Wie viel die Trauer kosten darf

Eine Gedenkstätte für das tote Familienmitglied kann Hilfestellung bei der Bewältigung der Trauerarbeit sein, ersatzfähig ist sie aber nicht.
Schuldtragender Lenker muss Facelifting, aber keine Kapelle finanzieren.

Wie weit darf Trauerbewältigung – finanziell betrachtet – gehen? Muss der Verursacher des Schmerzes dafür aufkommen, dass sich der Trauernde eine Gedenkstätte errichten lässt, die sein Leid mildert? Muss er für die chirurgische Beseitigung von Kummerfalten zahlen?

2012 wurde eine Studentin bei einem Verkehrsunfall in NÖ getötet. Deren Mutter erlitt einen Schock, der Schuld tragende Lenker und seine Haftpflichtversicherung wurden verurteilt, der traumatisierten Frau 28.000 Euro (Trauer-)Schmerzensgeld zu zahlen.

Gehirntumor

Die Familie hatte schon einen anderen Schicksalsschlag zu verkraften: Beim Bruder der getöteten jungen Frau war noch zu deren Lebzeiten ein Gehirntumor diagnostiziert worden. Die Schwester hatte geplant, zu seinem Gedenken eine Kapelle errichten zu lassen, falls dem Bruder "etwas passiere". Der Tumor wurde jedoch erfolgreich entfernt, der Bursche überlebte den Eingriff. Und seine Schwester.

Nach dem Unfalltod der Tochter entschloss sich die Mutter, den für den Bruder geschmiedeten Plan umzusetzen und eine Gedenkstätte für das Mädchen zu errichten. Es wurde eine Kapelle samt Madonna mit Kind gebaut, das kostete 21.000 Euro. Diese Summe klagte die Mutter beim Unfallverursacher zusätzlich ein.

Der Prozess zog sich durch zwei Instanzen bis zum Oberlandesgericht Wien (OLG). Grundsätzlich ist alles ersatzfähig, was zur Beseitigung oder Milderung der gesundheitlichen Folgen des Schocks führt. Dazu gehört auch die Trauerbewältigung. Der Aufwand muss nicht unbedingt erfolgreich, aber zweckmäßig und angemessen sein.

Abgeblitzt

Wie das Gericht feststellt, konnte die Kapelle der Mutter eine gewisse Hilfestellung bei der Bewältigung ihrer Trauerarbeit bieten. Trotzdem blitzte sie mit ihrer Klage auf Kostenübernahme endgültig ab.
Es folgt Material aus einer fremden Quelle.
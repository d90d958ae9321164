use std::sync::atomic::{AtomicUsize, Ordering};
use std::time::Duration;

use aerial_types::TileId;
use bytes::Bytes;
use tokio::sync::mpsc::UnboundedReceiver;

use crate::cache::TileCache;
use crate::decoded_image::DecodedImage;
use crate::error::AerialError;
use crate::event::GridEvent;
use crate::platform::{HttpResponse, TileTransport};
use crate::source::SourceKey;

type Respond = dyn Fn(&str) -> Result<HttpResponse, AerialError> + Send + Sync;

/// Transport that answers from a closure and counts requests.
pub struct TestTransport {
    calls: AtomicUsize,
    delay: Duration,
    respond: Box<Respond>,
}

impl TestTransport {
    pub fn new(
        respond: impl Fn(&str) -> Result<HttpResponse, AerialError> + Send + Sync + 'static,
    ) -> Self {
        Self {
            calls: AtomicUsize::new(0),
            delay: Duration::ZERO,
            respond: Box::new(respond),
        }
    }

    /// Responds to every url with a valid tile.
    pub fn images() -> Self {
        Self::new(|url| Ok(HttpResponse::ok("image/png", format!("IMG {url}"))))
    }

    pub fn with_delay(mut self, delay: Duration) -> Self {
        self.delay = delay;
        self
    }

    pub fn calls(&self) -> usize {
        self.calls.load(Ordering::SeqCst)
    }
}

#[async_trait::async_trait]
impl TileTransport for TestTransport {
    async fn get(&self, url: &str) -> Result<HttpResponse, AerialError> {
        self.calls.fetch_add(1, Ordering::SeqCst);
        if !self.delay.is_zero() {
            tokio::time::sleep(self.delay).await;
        }

        (self.respond)(url)
    }
}

/// Accepts anything starting with `IMG` as a 1x1 image.
pub fn stub_decoder(data: &[u8]) -> Result<DecodedImage, AerialError> {
    if data.starts_with(b"IMG") {
        DecodedImage::from_raw(vec![0; 4], 1, 1)
    } else {
        Err(AerialError::Decode("not an image".into()))
    }
}

/// Cache whose every read and write fails with an io error.
#[derive(Default)]
pub struct FailingCache {
    pub loads: AtomicUsize,
    pub stores: AtomicUsize,
}

impl FailingCache {
    fn error() -> AerialError {
        AerialError::Io(std::io::Error::new(
            std::io::ErrorKind::PermissionDenied,
            "cache is read-only",
        ))
    }
}

impl TileCache for FailingCache {
    fn has(&self, _id: &TileId, _source: &SourceKey) -> bool {
        false
    }

    fn load(&self, _id: &TileId, _source: &SourceKey) -> Result<Bytes, AerialError> {
        self.loads.fetch_add(1, Ordering::SeqCst);
        Err(Self::error())
    }

    fn store(&self, _id: &TileId, _source: &SourceKey, _data: &Bytes) -> Result<(), AerialError> {
        self.stores.fetch_add(1, Ordering::SeqCst);
        Err(Self::error())
    }
}

/// Takes all events received so far.
pub fn drain(events: &mut UnboundedReceiver<GridEvent>) -> Vec<GridEvent> {
    let mut received = vec![];
    while let Ok(event) = events.try_recv() {
        received.push(event);
    }

    received
}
Der Kapellenbau führte nämlich nicht zu einer tatsächlichen Besserung ihres psychischen Gesundheitszustandes. "Der Ersatzanspruch scheitert somit bereits an der Zweckmäßigkeit der Aufwendungen", führt das Gericht aus.

Der Professor für Wirtschaftsrecht an der Uni im deutschen Aachen, Christian Huber, kritisiert das Urteil in der Zeitschrift für Verkehrsrecht (Manz). Einerseits sei dadurch einer Ausuferung der Schadenersatzpflicht Einhalt geboten. Womöglich müsse der Schädiger oder seine Versicherung sonst beim nächsten Mal die Kosten für ein "Taj Mahal" ersetzen.

Andererseits: "Hätte sich die (einkommensschwache) Mutter auf die Couch eines Psychiaters gelegt oder Psychopharmaka geschluckt, wären diese wohl bezahlt worden."

Wobei Huber bezweifelt, ob die therapeutische Wirkung so viel höher zu veranschlagen sei als jene der Kapelle für die Tochter.

Er verweist auf ein Facelifting gegen Kummerfalten, das der Oberste Gerichtshof (OGH) sehr wohl für ersatzfähig hält. Auch in diesem Fall geht es um eine Mutter, die ihre Tochter bei einem Verkehrsunfall verloren hat.

Vorzeitig gealtert

Die 45-jährige Friseurin nahm vor Kummer innerhalb eines Jahres 15 Kilogramm ab. Ihr fahles, schlaffes Gesicht war als Ausdruck der laut Gericht "außergewöhnlich starken vorzeitigen Alterung" unübersehbar. Die Frau wurde im Friseursalon von Kunden häufig darauf angesprochen, was ihren Leidensdruck weiter erhöhte. Sie entschloss sich daher zu einer Facelifting-Operation bei einem plastischen Chirurgen und klagte die Kosten von 9000 Euro sowie 2000 Euro Schmerzensgeld für die Schmerzen nach dem Eingriff bei der Versicherung des Unfalllenkers ein.

Der Klage wurde stattgegeben. Der OGH befand das Facelifting zur Beseitigung der Kummerfalten als therapeutische Maßnahme, um die psychische Situation der Mutter zu verbessern.